Figure 3.2: Axial loads cause a change in length that depends partly on the original length of the object.

If the same load were applied to a longer rod of length 2L with the same cross-sectional area, the longer rod will elongate by an amount 2ΔL. The deformation depends on the original length of the rod in this case, but the strain does not. Strain is a measure that normalizes the change in length by the original length. Normal strain is defined as:

\[ \boxed{\varepsilon=\frac{\Delta L}{L}} \tag{3.1}\]

where
ε = Normal strain
ΔL = Change in length [mm, in]

L = Original length [mm, in]

This is a normal strain because it occurs under axial load and is associated with a change in length of the object. Since normal strain is defined by dividing one length by another it does not have any units. However, it is fairly common to still include units of mm/mm or in/in.

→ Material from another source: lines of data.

//! # Control Signal Tests
//!
//! Which side effects decode enables for each instruction form.

use mipsim_core::core::pipeline::signals::{AluOp, BranchCond, ControlSignals};
use mipsim_core::isa::abi::{REG_T0, REG_T1, REG_T2, REG_ZERO};
use mipsim_core::isa::instruction::Instruction;
use pretty_assertions::assert_eq;
use rstest::rstest;

#[rstest]
#[case(Instruction::Add { rd: REG_T2, rs: REG_T0, rt: REG_T1 }, Some(REG_T2))]
#[case(Instruction::Addi { rt: REG_T0, rs: REG_ZERO, imm: 5 }, Some(REG_T0))]
#[case(Instruction::Lw { rt: REG_T1, base: REG_ZERO, offset: 4 }, Some(REG_T1))]
#[case(Instruction::Sw { rt: REG_T1, base: REG_ZERO, offset: 4 }, None)]
#[case(Instruction::Beq { rs: REG_T0, rt: REG_T1, target: 0 }, None)]
#[case(Instruction::J { target: 0 }, None)]
fn test_destination_register(#[case] inst: Instruction, #[case] dest: Option<usize>) {
    assert_eq!(ControlSignals::decode(&inst).dest, dest);
}

#[test]
fn test_memory_forms_use_offset_as_immediate() {
    let load = ControlSignals::decode(&Instruction::Lw { rt: REG_T0, base: REG_T1, offset: -8 });
    assert!(load.mem_read && !load.mem_write);
    assert!(load.b_imm);
    assert_eq!(load.imm, -8);
    assert_eq!(load.alu, AluOp::Add);

    let store = ControlSignals::decode(&Instruction::Sw { rt: REG_T0, base: REG_T1, offset: 12 });
    assert!(store.mem_write && !store.mem_read);
    assert_eq!(store.imm, 12);
}

#[test]
fn test_control_transfers() {
    let bne = ControlSignals::decode(&Instruction::Bne { rs: REG_T0, rt: REG_T1, target: 3 });
    assert_eq!(bne.branch, Some(BranchCond::Ne));
    assert!(!bne.jump);

    let j = ControlSignals::decode(&Instruction::J { target: 3 });
    assert!(j.jump);
    assert_eq!(j.branch, None);
}
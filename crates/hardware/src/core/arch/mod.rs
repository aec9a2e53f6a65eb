//! MIPS architectural state.
//!
//! Only the general-purpose register file is architecturally visible in this
//! ISA subset; there are no control registers or privilege modes.

/// General-Purpose Register file implementation.
pub mod gpr;
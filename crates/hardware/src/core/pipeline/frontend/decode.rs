//! Decode Stages (ID1, ID2).
//!
//! The dual-track pipeline spends two cycles in decode:
//! 1. **ID1:** Derives the control signals.
//! 2. **ID2:** Applies an unconditional jump's target to `pc.next` and hands the
//!    instruction to register read.

use tracing::debug;

use crate::core::Cpu;
use crate::core::pipeline::latches::{DecodeEntry, FetchEntry, Latch};
use crate::core::pipeline::signals::ControlSignals;

/// Executes the ID1 stage.
pub fn decode1_stage(fetch2_decode1: &mut Latch<FetchEntry>, decode1_decode2: &mut Latch<DecodeEntry>) {
    *decode1_decode2 = match fetch2_decode1.take().into_entry() {
        Ok(fetched) => Latch::Instruction(DecodeEntry {
            pc: fetched.pc,
            ctrl: ControlSignals::decode(&fetched.inst),
            inst: fetched.inst,
            seq: fetched.seq,
        }),
        Err(sentinel) => sentinel,
    };
}

/// Executes the ID2 stage.
///
/// # Arguments
///
/// * `cpu` - Mutable reference to the CPU state
/// * `decode1_decode2` - Input latch; consumed
/// * `decode2_rr` - Output latch (register read input); overwritten
pub fn decode2_stage(
    cpu: &mut Cpu,
    decode1_decode2: &mut Latch<DecodeEntry>,
    decode2_rr: &mut Latch<DecodeEntry>,
) {
    let latch = decode1_decode2.take();
    if let Some(entry) = latch.entry() {
        if entry.ctrl.jump {
            if let Some(target) = entry.inst.target() {
                cpu.pc.next = target;
                if cpu.trace {
                    debug!(pc = entry.pc, target, "ID2 jump target");
                }
            }
        }
    }
    *decode2_rr = latch;
}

For example, if the rod was initially 5 m long and it elongated by 12 mm, the normal strain can be calculated as:

\[ \varepsilon=\frac{\Delta L}{L}=\frac{12}{5,000}=0.0024{~mm} /{mm}=0.0024 \]

Note that the units used for ΔL and L must be the same, but it does not matter if they are expressed in mm or m. Using meters instead yields the same answer:

\[ \varepsilon=\frac{\Delta L}{L}=\frac{0.012}{5}=0.0024{~m}/{m}=0.0024 \]

Because strains tend to be quite small in many engineering applications, they are sometimes expressed with a prefix to eliminate the leading zeros. For example, a strain of 0.0024 may be expressed as 2.4 mm/m or 2400 µm/m or simply 2400 µ. Strains may also be expressed as a percentage, which can be found simply by multiplying the strain by 100%. The below strains are all equivalent:

\[ \varepsilon=0.0024{~mm}/{mm}=0.0024{~m}/{m}=0.0024=2.4{~mm}/{m}=2400~\mu{m}/{m}=2400 ~\mu=0.24\% \]

We will continue to use the sign convention that we defined for normal stress. Tensile forces and stresses, which are associated with elongation of the bar and tensile normal strain, are positive. Compressive forces and stresses, which are associated with shortening of the bar and compressive normal strain, are negative (Figure 3.3).

Figure 3.3: (A) Objects in tension will elongate. By convention, tension and elongation are positive. (B) Objects in compression will shorten. By convention, compression and shortening are negative.

See Example 3.1 for a problem involving a bar experiencing both tension and compression. Example 3.2 involves strain in two parallel cables.

Example 3.1  

The bar is subjected to forces F1 = 30 kips and F2 = 10 kips as shown. Segment AB is originally 10 inches in length and segment BC is originally 15 inches in length. As a result of the applied forces, the normal strain in segment AB is – 0.03 in/in and the strain in segment BC is 0.045 in/in.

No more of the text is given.